Por mera curiosidade, tive a oportunidade de frequentar um workshop  sobre este tema, o qual me deixou o bichinho para explorar um bocadinho mais sobre esta terapia, sobre a forma como as nossas vivências ficam impressas na nossa mente e são transportas para o corpo.

 

Wilherm Reich, discípulo de Freud apercebeu-se que o ser humano é como uma unidade psicossomática, onde o corpo e a mente são um sistema integrado e o reflexo um do outro. O corpo é o espelho das nossas emoções e o contrário também se verifica.

 

 

 O corpo, palco das emoções

 

 

 

Reich diz-nos que as repressões e angústias sofridas por nós ao longo da nossa vida se refletem no plano psicológico mas também no corpo traduzindo-se num enrijecer dos músculos e num processo conhecido por encouraçamento.

 

 
A couraça, que é constituída para reprimir emoções, acumula este fluxo de energia, surgindo assim as regiões com déficit de energia, bloqueios hipo-orgonóticos) e regiões com êxtase energética, (bloqueios hiper-orgonóticos).
 
 
Este encouraçamento pode ter início precocemente, mesmo na vida intra-uterina, podendo depois ser reforçado por exemplo por eventos traumáticos durante a infância (mesmo os aparentemente mais simples), o relacionamento com os nossos pais, pessoas próximas, grupo de pares, até aos dias de hoje.

 

 

 

Somos manifestações de uma energia, que tomou forma, que se condensou num corpo.

 

 

 

Quando na vida perdemos o sentido de ser, de existir, como quando ocorrem os rompimentos afetivos, a saída de um emprego, um acidente, a morte de um ente querido, aí deveriam entrar em ação os nossos traços de caráter, que são fundamentais para nos ensinar a lidar com cada situação da vida, seja ela qual for.

 

É preciso tomarmos consciência dos nossos bloqueios, das nossas couraças, ter em conta os nossos traços de carácter, como funcionamos em cada situação da vida, para adotarmos traços mais saudáveis, impedindo que novos bloqueios se formem para podermos ter uma vida mais saudável tanto no aspecto físico quanto emocional.

 

 

 

O meu corpo é o meu comportamento, o que penso, o que realizo...

 

 

 

Na psicoterapia corporal trata-se este sofrimento emocional e considera-se o corpo e mente como uma unidade que deve ser tratada em consonância uma vez que nossas emoções se expressam ou se retém através do nosso corpo.

Somos ensinados desde cedo a contemos emoções e é esse "guardar" que o bloqueio se dá, quando estas emoções não tem a oportunidade de se expressarem como forma de alívio vão gerar sofrimento emocional. Isto significa que existe um ciclo de carga onde não é realizada a descarga, o movimento fica interrompido e reprimido.
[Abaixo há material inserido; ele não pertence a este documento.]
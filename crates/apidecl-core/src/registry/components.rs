//! Reusable components held by the registry
//!
//! Every descriptor here is plain data read straight from a declaration by
//! serde. Component positions that may point at a registered component by
//! name use [`RefOr`].
//!
//! Copyright (c) 2025 Apidecl Team
//! Licensed under the Apache-2.0 license

use crate::existence::Existence;
use crate::schema::Schema;
use indexmap::IndexMap;
use serde::de::{DeserializeOwned, Error as _};
use serde::{Deserialize, Deserializer, Serialize};
use serde_json::Value;
use std::fmt;

/// Either a reference to a registered component or the component itself
#[derive(Debug, Clone, PartialEq)]
pub enum RefOr<T> {
    Ref(String),
    Item(T),
}

impl<T> RefOr<T> {
    pub fn reference(name: impl Into<String>) -> Self {
        RefOr::Ref(name.into())
    }
}

impl<T> From<T> for RefOr<T> {
    fn from(item: T) -> Self {
        RefOr::Item(item)
    }
}

impl<'de, T: DeserializeOwned> Deserialize<'de> for RefOr<T> {
    /// `{"$ref": "#/components/responses/NotFound"}` or `{"$ref": "NotFound"}`
    /// become references; anything else is read as the component.
    fn deserialize<D: Deserializer<'de>>(deserializer: D) -> Result<Self, D::Error> {
        let value = Value::deserialize(deserializer)?;
        if let Some(pointer) = value.get("$ref") {
            let pointer = pointer
                .as_str()
                .ok_or_else(|| D::Error::custom("$ref must be a string"))?;
            let name = pointer.rsplit('/').next().unwrap_or(pointer);
            return Ok(RefOr::Ref(name.to_string()));
        }
        T::deserialize(value).map(RefOr::Item).map_err(D::Error::custom)
    }
}

/// General API metadata
#[derive(Debug, Clone, PartialEq, Serialize, Deserialize)]
#[serde(rename_all = "camelCase")]
pub struct Info {
    pub title: String,
    pub version: String,
    #[serde(default, skip_serializing_if = "Option::is_none")]
    pub description: Option<String>,
    #[serde(default, skip_serializing_if = "Option::is_none", alias = "terms_of_service")]
    pub terms_of_service: Option<String>,
    #[serde(default, skip_serializing_if = "Option::is_none")]
    pub contact: Option<Contact>,
    #[serde(default, skip_serializing_if = "Option::is_none")]
    pub license: Option<License>,
}

impl Default for Info {
    fn default() -> Self {
        Self {
            title: "API".to_string(),
            version: "1.0.0".to_string(),
            description: None,
            terms_of_service: None,
            contact: None,
            license: None,
        }
    }
}

#[derive(Debug, Clone, PartialEq, Serialize, Deserialize)]
pub struct Contact {
    #[serde(default, skip_serializing_if = "Option::is_none")]
    pub name: Option<String>,
    #[serde(default, skip_serializing_if = "Option::is_none")]
    pub url: Option<String>,
    #[serde(default, skip_serializing_if = "Option::is_none")]
    pub email: Option<String>,
}

#[derive(Debug, Clone, PartialEq, Serialize, Deserialize)]
pub struct License {
    pub name: String,
    #[serde(default, skip_serializing_if = "Option::is_none")]
    pub url: Option<String>,
}

#[derive(Debug, Clone, PartialEq, Serialize, Deserialize)]
pub struct Server {
    pub url: String,
    #[serde(default, skip_serializing_if = "Option::is_none")]
    pub description: Option<String>,
}

#[derive(Debug, Clone, PartialEq, Serialize, Deserialize)]
pub struct Tag {
    pub name: String,
    #[serde(default, skip_serializing_if = "Option::is_none")]
    pub description: Option<String>,
}

/// Where a parameter is carried
#[derive(Debug, Clone, Copy, PartialEq, Eq, Hash, Serialize, Deserialize)]
#[serde(rename_all = "lowercase")]
pub enum ParameterLocation {
    Query,
    Header,
    Path,
    Cookie,
}

impl ParameterLocation {
    pub fn as_str(self) -> &'static str {
        match self {
            ParameterLocation::Query => "query",
            ParameterLocation::Header => "header",
            ParameterLocation::Path => "path",
            ParameterLocation::Cookie => "cookie",
        }
    }
}

#[derive(Debug, Clone, Deserialize)]
pub struct Parameter {
    pub name: String,
    #[serde(rename = "in")]
    pub location: ParameterLocation,
    pub schema: Schema,
    #[serde(default)]
    pub existence: Existence,
    #[serde(default)]
    pub description: Option<String>,
    #[serde(default)]
    pub deprecated: bool,
    #[serde(default)]
    pub example: Option<Value>,
}

impl Parameter {
    pub fn new(name: impl Into<String>, location: ParameterLocation, schema: impl Into<Schema>) -> Self {
        Self {
            name: name.into(),
            location,
            schema: schema.into(),
            existence: Existence::default(),
            description: None,
            deprecated: false,
            example: None,
        }
    }

    pub fn existence(mut self, existence: Existence) -> Self {
        self.existence = existence;
        self
    }

    pub fn description(mut self, description: impl Into<String>) -> Self {
        self.description = Some(description.into());
        self
    }

    /// Path parameters are always required
    pub fn is_required(&self) -> bool {
        self.location == ParameterLocation::Path || self.existence.is_required()
    }
}

/// A schema for one content type, plus examples
#[derive(Debug, Clone, Deserialize)]
pub struct MediaType {
    pub schema: Schema,
    #[serde(default)]
    pub example: Option<Value>,
    #[serde(default)]
    pub examples: IndexMap<String, RefOr<Example>>,
}

impl MediaType {
    pub fn new(schema: impl Into<Schema>) -> Self {
        Self {
            schema: schema.into(),
            example: None,
            examples: IndexMap::new(),
        }
    }
}

#[derive(Debug, Clone, Deserialize)]
pub struct RequestBody {
    #[serde(default)]
    pub description: Option<String>,
    /// Media types keyed by MIME type, in declaration order
    pub content: IndexMap<String, MediaType>,
    #[serde(default)]
    pub existence: Existence,
}

impl RequestBody {
    pub fn json(schema: impl Into<Schema>) -> Self {
        let mut content = IndexMap::new();
        content.insert("application/json".to_string(), MediaType::new(schema));
        Self {
            description: None,
            content,
            existence: Existence::default(),
        }
    }

    pub fn existence(mut self, existence: Existence) -> Self {
        self.existence = existence;
        self
    }
}

#[derive(Debug, Clone, Deserialize)]
pub struct Header {
    #[serde(default)]
    pub description: Option<String>,
    pub schema: Schema,
    #[serde(default)]
    pub existence: Existence,
    #[serde(default)]
    pub example: Option<Value>,
}

impl Header {
    pub fn new(schema: impl Into<Schema>) -> Self {
        Self {
            description: None,
            schema: schema.into(),
            existence: Existence::default(),
            example: None,
        }
    }
}

#[derive(Debug, Clone, Deserialize)]
pub struct Response {
    pub description: String,
    #[serde(default)]
    pub headers: IndexMap<String, RefOr<Header>>,
    #[serde(default)]
    pub content: IndexMap<String, MediaType>,
    #[serde(default)]
    pub links: IndexMap<String, RefOr<Link>>,
}

impl Response {
    pub fn new(description: impl Into<String>) -> Self {
        Self {
            description: description.into(),
            headers: IndexMap::new(),
            content: IndexMap::new(),
            links: IndexMap::new(),
        }
    }

    pub fn json(mut self, schema: impl Into<Schema>) -> Self {
        self.content
            .insert("application/json".to_string(), MediaType::new(schema));
        self
    }

    pub fn header(mut self, name: impl Into<String>, header: impl Into<RefOr<Header>>) -> Self {
        self.headers.insert(name.into(), header.into());
        self
    }

    pub fn link(mut self, name: impl Into<String>, link: impl Into<RefOr<Link>>) -> Self {
        self.links.insert(name.into(), link.into());
        self
    }
}

#[derive(Debug, Clone, PartialEq, Default, Serialize, Deserialize)]
#[serde(rename_all = "camelCase")]
pub struct Example {
    #[serde(default, skip_serializing_if = "Option::is_none")]
    pub summary: Option<String>,
    #[serde(default, skip_serializing_if = "Option::is_none")]
    pub description: Option<String>,
    #[serde(default, skip_serializing_if = "Option::is_none")]
    pub value: Option<Value>,
    #[serde(default, skip_serializing_if = "Option::is_none", alias = "external_value")]
    pub external_value: Option<String>,
}

/// A design-time link between a response and another operation
#[derive(Debug, Clone, PartialEq, Default, Serialize, Deserialize)]
#[serde(rename_all = "camelCase")]
pub struct Link {
    #[serde(default, skip_serializing_if = "Option::is_none", alias = "operation_id")]
    pub operation_id: Option<String>,
    #[serde(default, skip_serializing_if = "Option::is_none", alias = "operation_ref")]
    pub operation_ref: Option<String>,
    #[serde(default, skip_serializing_if = "IndexMap::is_empty")]
    pub parameters: IndexMap<String, Value>,
    #[serde(default, skip_serializing_if = "Option::is_none", alias = "request_body")]
    pub request_body: Option<Value>,
    #[serde(default, skip_serializing_if = "Option::is_none")]
    pub description: Option<String>,
}

/// Out-of-band requests keyed by runtime expression, e.g. `{$request.body#/url}`
#[derive(Debug, Clone, Default, Deserialize)]
#[serde(transparent)]
pub struct Callback(pub IndexMap<String, Vec<Operation>>);

/// Location of an API key
#[derive(Debug, Clone, Copy, PartialEq, Eq, Serialize, Deserialize)]
#[serde(rename_all = "lowercase")]
pub enum ApiKeyLocation {
    Query,
    Header,
    Cookie,
}

#[derive(Debug, Clone, PartialEq, Deserialize)]
#[serde(tag = "type")]
pub enum SecurityScheme {
    #[serde(rename = "apiKey", alias = "api_key")]
    ApiKey {
        name: String,
        #[serde(rename = "in")]
        location: ApiKeyLocation,
        #[serde(default)]
        description: Option<String>,
    },
    #[serde(rename = "http")]
    Http {
        /// `basic`, `bearer`, or any other registered HTTP auth scheme
        scheme: String,
        #[serde(default)]
        bearer_format: Option<String>,
        #[serde(default)]
        description: Option<String>,
    },
    #[serde(rename = "oauth2")]
    OAuth2 {
        flows: OAuthFlows,
        #[serde(default)]
        description: Option<String>,
    },
    #[serde(rename = "openIdConnect", alias = "open_id_connect")]
    OpenIdConnect {
        open_id_connect_url: String,
        #[serde(default)]
        description: Option<String>,
    },
}

impl SecurityScheme {
    pub fn description(&self) -> Option<&str> {
        match self {
            SecurityScheme::ApiKey { description, .. }
            | SecurityScheme::Http { description, .. }
            | SecurityScheme::OAuth2 { description, .. }
            | SecurityScheme::OpenIdConnect { description, .. } => description.as_deref(),
        }
    }
}

#[derive(Debug, Clone, PartialEq, Default, Deserialize)]
pub struct OAuthFlows {
    #[serde(default)]
    pub implicit: Option<OAuthFlow>,
    #[serde(default)]
    pub password: Option<OAuthFlow>,
    #[serde(default)]
    pub client_credentials: Option<OAuthFlow>,
    #[serde(default)]
    pub authorization_code: Option<OAuthFlow>,
}

#[derive(Debug, Clone, PartialEq, Default, Deserialize)]
pub struct OAuthFlow {
    #[serde(default)]
    pub authorization_url: Option<String>,
    #[serde(default)]
    pub token_url: Option<String>,
    #[serde(default)]
    pub refresh_url: Option<String>,
    #[serde(default)]
    pub scopes: IndexMap<String, String>,
}

/// Scheme name to required scopes
pub type SecurityRequirement = IndexMap<String, Vec<String>>;

#[derive(Debug, Clone, Copy, PartialEq, Eq, Hash, Serialize, Deserialize)]
#[serde(rename_all = "lowercase")]
pub enum HttpMethod {
    Get,
    Put,
    Post,
    Delete,
    Options,
    Head,
    Patch,
    Trace,
}

impl HttpMethod {
    pub fn as_str(self) -> &'static str {
        match self {
            HttpMethod::Get => "get",
            HttpMethod::Put => "put",
            HttpMethod::Post => "post",
            HttpMethod::Delete => "delete",
            HttpMethod::Options => "options",
            HttpMethod::Head => "head",
            HttpMethod::Patch => "patch",
            HttpMethod::Trace => "trace",
        }
    }
}

impl fmt::Display for HttpMethod {
    fn fmt(&self, f: &mut fmt::Formatter<'_>) -> fmt::Result {
        f.write_str(self.as_str())
    }
}

/// One method on one path
#[derive(Debug, Clone, Deserialize)]
pub struct Operation {
    pub method: HttpMethod,
    /// Empty for operations declared inside callbacks
    #[serde(default)]
    pub path: String,
    #[serde(default)]
    pub operation_id: Option<String>,
    #[serde(default)]
    pub summary: Option<String>,
    #[serde(default)]
    pub description: Option<String>,
    #[serde(default)]
    pub tags: Vec<String>,
    #[serde(default)]
    pub parameters: Vec<RefOr<Parameter>>,
    #[serde(default)]
    pub request_body: Option<RefOr<RequestBody>>,
    /// Keyed by status code or `default`
    #[serde(default)]
    pub responses: IndexMap<String, RefOr<Response>>,
    #[serde(default)]
    pub callbacks: IndexMap<String, RefOr<Callback>>,
    /// Overrides the document-level requirement when set
    #[serde(default)]
    pub security: Option<Vec<SecurityRequirement>>,
    #[serde(default)]
    pub deprecated: bool,
    #[serde(default)]
    pub extensions: IndexMap<String, Value>,
}

impl Operation {
    pub fn new(method: HttpMethod, path: impl Into<String>) -> Self {
        Self {
            method,
            path: path.into(),
            operation_id: None,
            summary: None,
            description: None,
            tags: Vec::new(),
            parameters: Vec::new(),
            request_body: None,
            responses: IndexMap::new(),
            callbacks: IndexMap::new(),
            security: None,
            deprecated: false,
            extensions: IndexMap::new(),
        }
    }

    pub fn operation_id(mut self, id: impl Into<String>) -> Self {
        self.operation_id = Some(id.into());
        self
    }

    pub fn summary(mut self, summary: impl Into<String>) -> Self {
        self.summary = Some(summary.into());
        self
    }

    pub fn tag(mut self, tag: impl Into<String>) -> Self {
        self.tags.push(tag.into());
        self
    }

    pub fn parameter(mut self, parameter: impl Into<RefOr<Parameter>>) -> Self {
        self.parameters.push(parameter.into());
        self
    }

    pub fn request_body(mut self, body: impl Into<RefOr<RequestBody>>) -> Self {
        self.request_body = Some(body.into());
        self
    }

    pub fn response(mut self, status: impl Into<String>, response: impl Into<RefOr<Response>>) -> Self {
        self.responses.insert(status.into(), response.into());
        self
    }

    pub fn callback(mut self, name: impl Into<String>, callback: impl Into<RefOr<Callback>>) -> Self {
        self.callbacks.insert(name.into(), callback.into());
        self
    }

    pub fn security(mut self, requirement: SecurityRequirement) -> Self {
        self.security.get_or_insert_with(Vec::new).push(requirement);
        self
    }

    pub fn deprecated(mut self) -> Self {
        self.deprecated = true;
        self
    }
}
O corpo e a postura têm uma relação íntima com os mecanismos de defesa e com as fases de desenvolvimento emocional (curvatura nas costas, ombros encostados às orelhas, afundamento do peito....). O corpo é um mapa perfeito da psique, é uma expressão do inconsciente, sentimentos/emoções que não puderam ser expressos.

 

 

 

O Eu é antes de mais um Eu corporal. 

 

 

Há uma relação direta entre os traços corporais e o jeito de ser de uma pessoa, tipo de relacionamentos, os seus afetos predominantes, crenças internas, a sensibilidade do seu próprio corpo, imagem corporal, identidade, sexualidade, etc.

  

É interessante verificar como ainda temos aquela criança ativa dentro de nós, que pensávamos nós ter ficado lá no passado. As modalidades relacionais que se estruturaram na infância fazem parte do repertório automático no dia a dia do adulto. Quando reclamamos, estamos a ser boicotandos pelo outro eu que nos habita e que esta profundamente associado com a vida emocional infantil, a criança que há em nós.

 

Na infância o ego é mais frágil, mas com o desenvolvimento natural estes mecanismos defensivos poderiam ter sido atenuados. As couraças são nada mais que mecanismos de proteção necessários para a integridade do ego ou da vida. O corpo adapta-se a estas memórias reprimidas.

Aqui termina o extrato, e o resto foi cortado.